__Activity__: Show every line below where "warn" can be found.

(Stored items)
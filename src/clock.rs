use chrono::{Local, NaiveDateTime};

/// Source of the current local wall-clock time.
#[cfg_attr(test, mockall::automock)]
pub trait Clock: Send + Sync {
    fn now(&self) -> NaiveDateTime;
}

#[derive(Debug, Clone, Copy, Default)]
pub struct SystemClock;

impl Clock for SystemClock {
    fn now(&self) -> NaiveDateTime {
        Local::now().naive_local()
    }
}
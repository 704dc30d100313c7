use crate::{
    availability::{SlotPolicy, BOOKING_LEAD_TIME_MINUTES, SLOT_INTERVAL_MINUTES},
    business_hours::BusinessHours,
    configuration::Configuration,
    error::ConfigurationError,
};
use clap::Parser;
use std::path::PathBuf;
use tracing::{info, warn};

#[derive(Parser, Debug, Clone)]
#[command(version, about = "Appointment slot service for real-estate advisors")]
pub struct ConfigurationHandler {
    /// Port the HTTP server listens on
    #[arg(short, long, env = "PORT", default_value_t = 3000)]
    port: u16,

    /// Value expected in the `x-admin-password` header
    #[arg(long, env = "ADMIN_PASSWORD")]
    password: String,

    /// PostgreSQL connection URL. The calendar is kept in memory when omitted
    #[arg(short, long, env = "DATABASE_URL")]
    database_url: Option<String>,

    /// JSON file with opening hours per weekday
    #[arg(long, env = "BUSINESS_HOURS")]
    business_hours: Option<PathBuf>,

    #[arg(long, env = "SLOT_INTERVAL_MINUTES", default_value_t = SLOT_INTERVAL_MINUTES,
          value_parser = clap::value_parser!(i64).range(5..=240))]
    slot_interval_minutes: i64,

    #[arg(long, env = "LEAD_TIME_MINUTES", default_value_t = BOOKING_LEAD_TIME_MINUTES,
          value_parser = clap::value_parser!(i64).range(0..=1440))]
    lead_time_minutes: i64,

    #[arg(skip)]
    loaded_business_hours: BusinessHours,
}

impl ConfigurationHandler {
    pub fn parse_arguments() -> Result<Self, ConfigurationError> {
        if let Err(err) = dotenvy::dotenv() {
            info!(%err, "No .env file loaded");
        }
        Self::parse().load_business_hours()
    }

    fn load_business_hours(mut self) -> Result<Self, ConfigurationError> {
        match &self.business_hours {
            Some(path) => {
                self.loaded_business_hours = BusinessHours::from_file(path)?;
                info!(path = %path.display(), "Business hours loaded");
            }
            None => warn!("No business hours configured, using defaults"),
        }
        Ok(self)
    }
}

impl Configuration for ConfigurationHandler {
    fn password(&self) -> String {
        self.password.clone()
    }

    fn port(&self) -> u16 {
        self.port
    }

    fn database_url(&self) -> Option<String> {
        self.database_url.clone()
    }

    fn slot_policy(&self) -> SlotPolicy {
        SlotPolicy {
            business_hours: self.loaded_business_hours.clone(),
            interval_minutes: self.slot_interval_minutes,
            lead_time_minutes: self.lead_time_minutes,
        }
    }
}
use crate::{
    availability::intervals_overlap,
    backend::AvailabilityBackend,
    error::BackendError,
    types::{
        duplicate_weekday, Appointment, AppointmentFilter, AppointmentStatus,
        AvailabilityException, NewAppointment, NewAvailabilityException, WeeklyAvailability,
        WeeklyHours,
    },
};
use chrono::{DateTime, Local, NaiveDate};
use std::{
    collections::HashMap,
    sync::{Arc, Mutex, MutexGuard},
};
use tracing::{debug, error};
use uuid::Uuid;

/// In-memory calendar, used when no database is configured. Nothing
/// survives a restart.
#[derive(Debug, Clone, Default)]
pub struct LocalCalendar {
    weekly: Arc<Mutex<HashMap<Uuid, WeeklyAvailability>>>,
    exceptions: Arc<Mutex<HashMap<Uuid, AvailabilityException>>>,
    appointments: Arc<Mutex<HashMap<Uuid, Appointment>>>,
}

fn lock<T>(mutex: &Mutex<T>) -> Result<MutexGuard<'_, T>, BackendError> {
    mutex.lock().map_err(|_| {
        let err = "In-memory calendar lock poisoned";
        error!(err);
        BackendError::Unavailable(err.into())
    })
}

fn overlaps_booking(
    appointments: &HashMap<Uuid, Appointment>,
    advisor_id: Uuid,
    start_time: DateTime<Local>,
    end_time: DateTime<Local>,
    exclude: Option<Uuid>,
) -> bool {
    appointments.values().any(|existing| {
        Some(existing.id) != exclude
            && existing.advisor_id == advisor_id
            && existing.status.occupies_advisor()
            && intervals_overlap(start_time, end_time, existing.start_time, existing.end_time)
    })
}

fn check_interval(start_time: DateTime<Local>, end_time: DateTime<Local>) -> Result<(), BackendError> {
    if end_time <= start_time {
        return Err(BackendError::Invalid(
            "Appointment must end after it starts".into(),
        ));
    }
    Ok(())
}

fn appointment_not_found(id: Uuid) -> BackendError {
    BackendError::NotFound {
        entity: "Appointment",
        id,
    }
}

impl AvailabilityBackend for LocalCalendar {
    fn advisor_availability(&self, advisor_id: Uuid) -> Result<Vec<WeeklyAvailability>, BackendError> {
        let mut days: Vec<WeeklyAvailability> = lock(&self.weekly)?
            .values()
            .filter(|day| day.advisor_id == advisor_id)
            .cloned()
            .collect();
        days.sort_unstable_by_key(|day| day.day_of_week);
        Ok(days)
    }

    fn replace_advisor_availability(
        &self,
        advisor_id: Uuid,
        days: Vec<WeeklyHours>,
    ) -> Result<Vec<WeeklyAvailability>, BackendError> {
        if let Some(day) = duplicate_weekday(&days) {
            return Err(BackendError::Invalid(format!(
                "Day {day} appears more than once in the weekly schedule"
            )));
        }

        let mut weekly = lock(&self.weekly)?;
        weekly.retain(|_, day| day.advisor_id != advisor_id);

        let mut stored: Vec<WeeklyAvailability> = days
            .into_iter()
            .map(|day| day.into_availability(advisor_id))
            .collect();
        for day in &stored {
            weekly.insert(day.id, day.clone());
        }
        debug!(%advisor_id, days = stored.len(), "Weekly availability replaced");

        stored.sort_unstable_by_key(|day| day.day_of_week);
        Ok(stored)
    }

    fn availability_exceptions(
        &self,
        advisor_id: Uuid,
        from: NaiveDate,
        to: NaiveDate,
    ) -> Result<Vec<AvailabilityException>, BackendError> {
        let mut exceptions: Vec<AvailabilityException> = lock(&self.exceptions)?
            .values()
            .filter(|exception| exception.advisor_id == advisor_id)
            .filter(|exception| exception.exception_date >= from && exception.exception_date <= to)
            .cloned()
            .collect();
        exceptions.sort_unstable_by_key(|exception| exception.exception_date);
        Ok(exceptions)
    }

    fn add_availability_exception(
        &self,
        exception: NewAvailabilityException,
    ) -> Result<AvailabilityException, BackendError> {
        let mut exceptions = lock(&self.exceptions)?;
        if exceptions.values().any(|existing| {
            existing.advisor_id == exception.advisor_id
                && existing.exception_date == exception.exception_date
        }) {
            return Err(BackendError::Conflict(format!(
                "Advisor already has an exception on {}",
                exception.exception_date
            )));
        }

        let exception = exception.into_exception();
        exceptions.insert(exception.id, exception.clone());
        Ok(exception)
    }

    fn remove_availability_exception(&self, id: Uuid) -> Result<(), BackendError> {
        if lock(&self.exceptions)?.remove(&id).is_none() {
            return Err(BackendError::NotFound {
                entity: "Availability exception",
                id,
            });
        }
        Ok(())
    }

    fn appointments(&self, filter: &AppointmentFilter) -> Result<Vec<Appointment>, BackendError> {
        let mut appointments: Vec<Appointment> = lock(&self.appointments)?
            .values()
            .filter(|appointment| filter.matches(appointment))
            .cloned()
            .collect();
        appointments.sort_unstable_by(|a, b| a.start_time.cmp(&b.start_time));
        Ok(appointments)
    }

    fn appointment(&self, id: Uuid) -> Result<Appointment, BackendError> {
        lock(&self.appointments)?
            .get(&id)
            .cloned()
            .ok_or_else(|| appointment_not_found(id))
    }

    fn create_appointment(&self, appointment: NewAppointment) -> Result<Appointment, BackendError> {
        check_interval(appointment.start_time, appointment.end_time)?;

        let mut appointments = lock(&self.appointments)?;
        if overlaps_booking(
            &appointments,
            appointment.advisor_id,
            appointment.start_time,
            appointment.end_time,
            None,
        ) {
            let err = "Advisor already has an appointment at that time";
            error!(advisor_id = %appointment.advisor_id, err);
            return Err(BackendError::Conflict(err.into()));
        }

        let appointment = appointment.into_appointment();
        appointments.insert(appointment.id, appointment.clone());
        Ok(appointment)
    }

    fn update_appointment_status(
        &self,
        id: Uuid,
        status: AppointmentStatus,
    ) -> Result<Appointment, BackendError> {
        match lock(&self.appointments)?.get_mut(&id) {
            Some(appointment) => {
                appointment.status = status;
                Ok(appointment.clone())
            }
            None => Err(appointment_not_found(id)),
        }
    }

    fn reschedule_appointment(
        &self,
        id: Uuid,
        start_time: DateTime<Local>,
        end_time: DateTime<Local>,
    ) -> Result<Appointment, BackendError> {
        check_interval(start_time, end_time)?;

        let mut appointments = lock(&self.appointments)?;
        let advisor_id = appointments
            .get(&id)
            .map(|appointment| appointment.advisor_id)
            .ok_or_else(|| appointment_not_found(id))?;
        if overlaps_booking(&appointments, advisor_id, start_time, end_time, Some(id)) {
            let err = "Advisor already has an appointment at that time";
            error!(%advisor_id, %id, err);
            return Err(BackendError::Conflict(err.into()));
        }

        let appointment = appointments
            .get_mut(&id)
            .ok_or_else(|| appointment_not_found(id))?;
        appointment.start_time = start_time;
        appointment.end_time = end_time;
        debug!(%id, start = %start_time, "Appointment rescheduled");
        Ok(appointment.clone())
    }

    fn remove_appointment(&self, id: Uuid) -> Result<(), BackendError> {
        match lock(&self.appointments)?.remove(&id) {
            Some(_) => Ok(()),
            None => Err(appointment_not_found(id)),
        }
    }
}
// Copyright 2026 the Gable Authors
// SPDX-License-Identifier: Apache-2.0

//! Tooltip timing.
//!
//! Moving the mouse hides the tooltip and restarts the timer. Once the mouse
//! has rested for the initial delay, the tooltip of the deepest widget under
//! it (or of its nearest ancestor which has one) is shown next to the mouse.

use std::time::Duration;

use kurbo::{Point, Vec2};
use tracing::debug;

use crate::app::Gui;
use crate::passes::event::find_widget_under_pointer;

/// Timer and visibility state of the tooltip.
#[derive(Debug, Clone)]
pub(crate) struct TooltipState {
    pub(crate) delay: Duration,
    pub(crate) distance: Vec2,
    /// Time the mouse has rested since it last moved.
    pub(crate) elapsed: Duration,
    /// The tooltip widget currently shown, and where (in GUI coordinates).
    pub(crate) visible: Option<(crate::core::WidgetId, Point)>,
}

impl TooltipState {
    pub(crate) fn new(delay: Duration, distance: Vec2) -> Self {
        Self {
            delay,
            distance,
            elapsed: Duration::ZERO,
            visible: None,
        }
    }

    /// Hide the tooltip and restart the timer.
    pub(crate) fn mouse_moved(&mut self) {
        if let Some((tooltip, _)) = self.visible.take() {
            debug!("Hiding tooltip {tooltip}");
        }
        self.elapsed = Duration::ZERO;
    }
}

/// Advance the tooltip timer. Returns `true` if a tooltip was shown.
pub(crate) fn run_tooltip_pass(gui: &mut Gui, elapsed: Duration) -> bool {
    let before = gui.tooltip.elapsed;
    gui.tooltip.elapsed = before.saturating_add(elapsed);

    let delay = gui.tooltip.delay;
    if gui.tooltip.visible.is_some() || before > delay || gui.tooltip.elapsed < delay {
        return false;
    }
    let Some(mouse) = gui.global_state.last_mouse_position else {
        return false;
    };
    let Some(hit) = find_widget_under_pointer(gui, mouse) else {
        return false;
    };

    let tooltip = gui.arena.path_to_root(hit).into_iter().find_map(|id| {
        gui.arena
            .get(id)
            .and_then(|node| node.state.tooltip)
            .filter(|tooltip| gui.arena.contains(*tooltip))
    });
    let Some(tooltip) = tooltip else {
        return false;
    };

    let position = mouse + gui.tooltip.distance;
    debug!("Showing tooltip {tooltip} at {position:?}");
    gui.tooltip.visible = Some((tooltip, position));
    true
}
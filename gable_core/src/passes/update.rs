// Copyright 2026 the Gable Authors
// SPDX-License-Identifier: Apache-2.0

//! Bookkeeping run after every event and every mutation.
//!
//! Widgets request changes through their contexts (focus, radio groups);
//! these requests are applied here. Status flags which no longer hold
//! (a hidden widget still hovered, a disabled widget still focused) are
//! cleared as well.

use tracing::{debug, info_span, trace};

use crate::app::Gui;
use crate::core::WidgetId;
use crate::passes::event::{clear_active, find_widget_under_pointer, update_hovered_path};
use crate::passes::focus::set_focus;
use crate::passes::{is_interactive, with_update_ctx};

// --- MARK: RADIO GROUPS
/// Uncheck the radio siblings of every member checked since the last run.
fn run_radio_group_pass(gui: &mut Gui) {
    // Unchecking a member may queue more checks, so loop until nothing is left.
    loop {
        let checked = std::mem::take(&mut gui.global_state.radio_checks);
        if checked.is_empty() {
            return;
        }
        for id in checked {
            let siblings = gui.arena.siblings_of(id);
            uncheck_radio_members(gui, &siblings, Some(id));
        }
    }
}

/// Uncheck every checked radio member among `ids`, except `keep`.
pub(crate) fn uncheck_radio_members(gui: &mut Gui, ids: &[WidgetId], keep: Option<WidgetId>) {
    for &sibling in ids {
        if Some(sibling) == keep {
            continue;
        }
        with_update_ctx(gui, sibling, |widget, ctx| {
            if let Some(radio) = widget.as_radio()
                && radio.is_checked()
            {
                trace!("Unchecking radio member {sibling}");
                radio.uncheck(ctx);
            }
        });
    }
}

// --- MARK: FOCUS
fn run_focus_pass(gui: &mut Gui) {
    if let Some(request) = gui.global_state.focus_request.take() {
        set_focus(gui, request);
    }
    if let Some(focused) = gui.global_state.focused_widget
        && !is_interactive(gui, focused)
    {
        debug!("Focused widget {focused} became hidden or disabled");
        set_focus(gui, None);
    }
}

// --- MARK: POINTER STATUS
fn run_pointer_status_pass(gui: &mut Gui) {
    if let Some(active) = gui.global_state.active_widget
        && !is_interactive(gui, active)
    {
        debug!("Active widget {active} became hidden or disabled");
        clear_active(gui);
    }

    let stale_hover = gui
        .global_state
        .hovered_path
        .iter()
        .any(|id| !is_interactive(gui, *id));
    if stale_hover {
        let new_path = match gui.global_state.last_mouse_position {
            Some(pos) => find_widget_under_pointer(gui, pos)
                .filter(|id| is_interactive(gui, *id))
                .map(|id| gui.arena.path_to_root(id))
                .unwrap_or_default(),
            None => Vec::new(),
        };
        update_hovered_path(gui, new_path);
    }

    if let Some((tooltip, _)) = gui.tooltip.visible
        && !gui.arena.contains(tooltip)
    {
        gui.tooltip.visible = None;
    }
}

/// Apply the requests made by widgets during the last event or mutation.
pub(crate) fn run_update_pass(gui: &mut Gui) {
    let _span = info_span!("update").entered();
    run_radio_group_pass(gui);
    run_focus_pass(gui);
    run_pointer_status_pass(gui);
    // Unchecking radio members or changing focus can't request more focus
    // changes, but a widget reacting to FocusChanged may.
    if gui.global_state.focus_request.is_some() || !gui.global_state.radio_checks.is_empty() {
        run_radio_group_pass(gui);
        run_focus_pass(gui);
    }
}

__Result of the exercise__:
use tracing::{info, warn};
            None => warn!("No business hours configured, using defaults"),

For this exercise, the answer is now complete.